L’Irlanda del Secondo dopoguerra descritta nel film è una società basata sulla menzogna. Perché ritiene che sia importante confrontarsi con storie che raccontano verità scomode? E in che modo gli irlandesi stanno facendo i conti con quel passato?

«È importante far sì che la gente possa conoscere la verità, impari a confrontarsi con essa e in questo senso il cinema e la televisione devono usare il loro potere straordinario per far conoscere certi fatti. Quando gli inglesi abbandonarono il sud dell’Irlanda negli anni ’20 lasciarono un paese privo di qualsiasi infrastruttura, la società fu costretta a ripartire da zero. Il governo di Dublino lasciò alla Chiesa il compito di riempire i vuoti lasciati dagli inglesi nella scuola, nella sanità e nella vita di tutti i giorni. In una società che meno di un secolo prima aveva conosciuto una terribile carestia, con decine e decine di migliaia di persone morte o costrette all’emigrazione, il terrore nei confronti delle gravidanze non volute era enorme nella testa di tutti e fu la causa principale di fatti orribili. La gente è scioccata, prova rabbia e vergogna, ma è anche contenta che certe storie vengano finalmente a galla. L’Irlanda è un paese conservatore ma al tempo stesso molto radicale».

Sebastian Barry ha affermato che l’adattamento cinematografico del suo romanzo è notevolmente diverso rispetto alla storia raccontata nel suo romanzo. Come risponde alle sue critiche?

«Dico che ha ragione, ma ricordo anche che gli fu chiesto di lavorare alla scenografia e non ha voluto di farlo. Il cinema è un mezzo diverso dalla letteratura e impone delle scelte diverse. È impossibile raccontare cento anni in un film, servirebbero dieci ore di pellicola. Ho ricevuto critiche simili in precedenza anche per altri miei lavori, da un lato capisco gli autori che non si riconoscono nelle trasposizioni cinematografiche, ma io cerco sempre di lasciar perdere, di non farci caso».
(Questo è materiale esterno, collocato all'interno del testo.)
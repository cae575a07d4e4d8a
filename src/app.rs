use anyhow::{Context, Result};
use crossterm::event::{MouseEvent, MouseEventKind};
use ratatui::layout::Rect;
use std::io::Read;
use std::path::{Path, PathBuf};
use std::sync::Arc;
use std::time::Duration;

use crate::action::Action;
use crate::components::action_hud::ActionHud;
use crate::components::context_bar::ContextBar;
use crate::components::diff_view::{text_viewport, DiffView};
use crate::components::key_hints::render_key_hints;
use crate::components::{screen_layout, Component, ScreenLayout};
use crate::config::{self, TwindiffConfig};
use crate::connector::{ConnectorPalette, ConnectorRenderer, ConnectorScene};
use crate::diff::{DiffCache, DiffOptions};
use crate::event::{map_key_to_action, Event, EventReader, KeyContext};
use crate::frame::{FrameScheduler, FrameTask};
use crate::highlight::HighlightEngine;
use crate::state::hunk_state::hunk_text;
use crate::state::pane_state::LINE_HEIGHT;
use crate::state::{AppState, Side};
use crate::sync::ScrollSynchronizer;
use crate::theme::{next_theme, prev_theme};
use crate::tui::Tui;

/// Columns moved per horizontal scroll step.
const PAN_STEP: f64 = 4.0;
/// Rows moved per mouse wheel notch.
const WHEEL_STEP: i32 = 3;
/// ~3 seconds at the default tick rate.
const STATUS_TICKS: u32 = 60;

/// Where one side's text comes from.
#[derive(Debug, Clone, PartialEq, Eq)]
pub enum Source {
    Stdin,
    File(PathBuf),
}

impl Source {
    pub fn new(path: PathBuf) -> Self {
        if path.as_os_str() == "-" {
            Source::Stdin
        } else {
            Source::File(path)
        }
    }

    pub fn is_stdin(&self) -> bool {
        matches!(self, Source::Stdin)
    }

    pub fn path(&self) -> &Path {
        match self {
            Source::Stdin => Path::new("-"),
            Source::File(path) => path,
        }
    }

    pub fn title(&self) -> String {
        match self {
            Source::Stdin => "<stdin>".to_string(),
            Source::File(path) => path.display().to_string(),
        }
    }

    /// Read the whole input. Invalid UTF-8 is replaced rather than rejected.
    pub fn read(&self) -> Result<String> {
        let bytes = match self {
            Source::Stdin => {
                let mut buf = Vec::new();
                std::io::stdin()
                    .read_to_end(&mut buf)
                    .context("reading stdin")?;
                buf
            }
            Source::File(path) => {
                std::fs::read(path).with_context(|| format!("reading {}", path.display()))?
            }
        };
        Ok(String::from_utf8_lossy(&bytes).into_owned())
    }
}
A suo avviso quali potrebbero essere le possibili conseguenze della Brexit sull’Irlanda? Crede che possa facilitare un eventuale percorso referendario verso la riunificazione del paese?

«Non so se la Brexit avrà qualche effetto sulla riunificazione, ma di certo potrebbe aiutare a far comprendere che è assolutamente folle avere un confine che divide un paese così piccolo. Nessuno può sapere adesso cosa accadrà per esempio alle persone che hanno un passaporto britannico, molto dipenderà dal modo in cui l’Inghilterra uscirà dall’Unione. Ma a mio avviso la gente del Nord non voterebbe a favore della riunificazione, credo che la maggioranza opterebbe per la permanenza nella Gran Bretagna. E penso anche che un referendum sui confini comporti notevoli rischi perché potrebbe innescare nuove violenze alimentando gli estremismi. Ne abbiamo avuto davvero abbastanza, adesso vorremmo vivere in una società pacifica e civile. In un modo o in un altro, gradualmente, penso che l’Irlanda tornerà unita».

Nell’Irlanda di oggi c’è un problema gravissimo che riguarda i senza fissa dimora, si parla di un aumento di circa il 40% in un solo anno. Lei si è impegnato con gli attivisti della coalizione “Home Sweet Home” che nei mesi scorsi avevano occupato l’Apollo House di Dublino. Crede che quella campagna sia riuscita ad attenuare in qualche modo la crisi abitativa?

«Quell’occupazione è stata solo la punta dell’iceberg, la parte visibile di un problema ben più vasto, ma concordo con padre Peter McVerry, il gesuita che lavora da decenni per i senzatetto irlandesi, secondo il quale siamo riusciti a dargli un risalto mai visto prima d’ora. Accrescere la consapevolezza dell’opinione pubblica è fondamentale ma poi spetta al governo fornire alloggi popolari e sviluppare politiche adeguate delle quali possano beneficiare tutti».

Cosa può dirci dei suoi progetti futuri?

«Attualmente sto lavorando a un film sulla grande fuga del 1983, l’evasione dei 38 prigionieri del-l’Ira dal carcere di Long Kesh, e anche a una pellicola sull’attentato di Lockerbie, l’esplosione in volo dell’aereo della Pan Am nel 1988».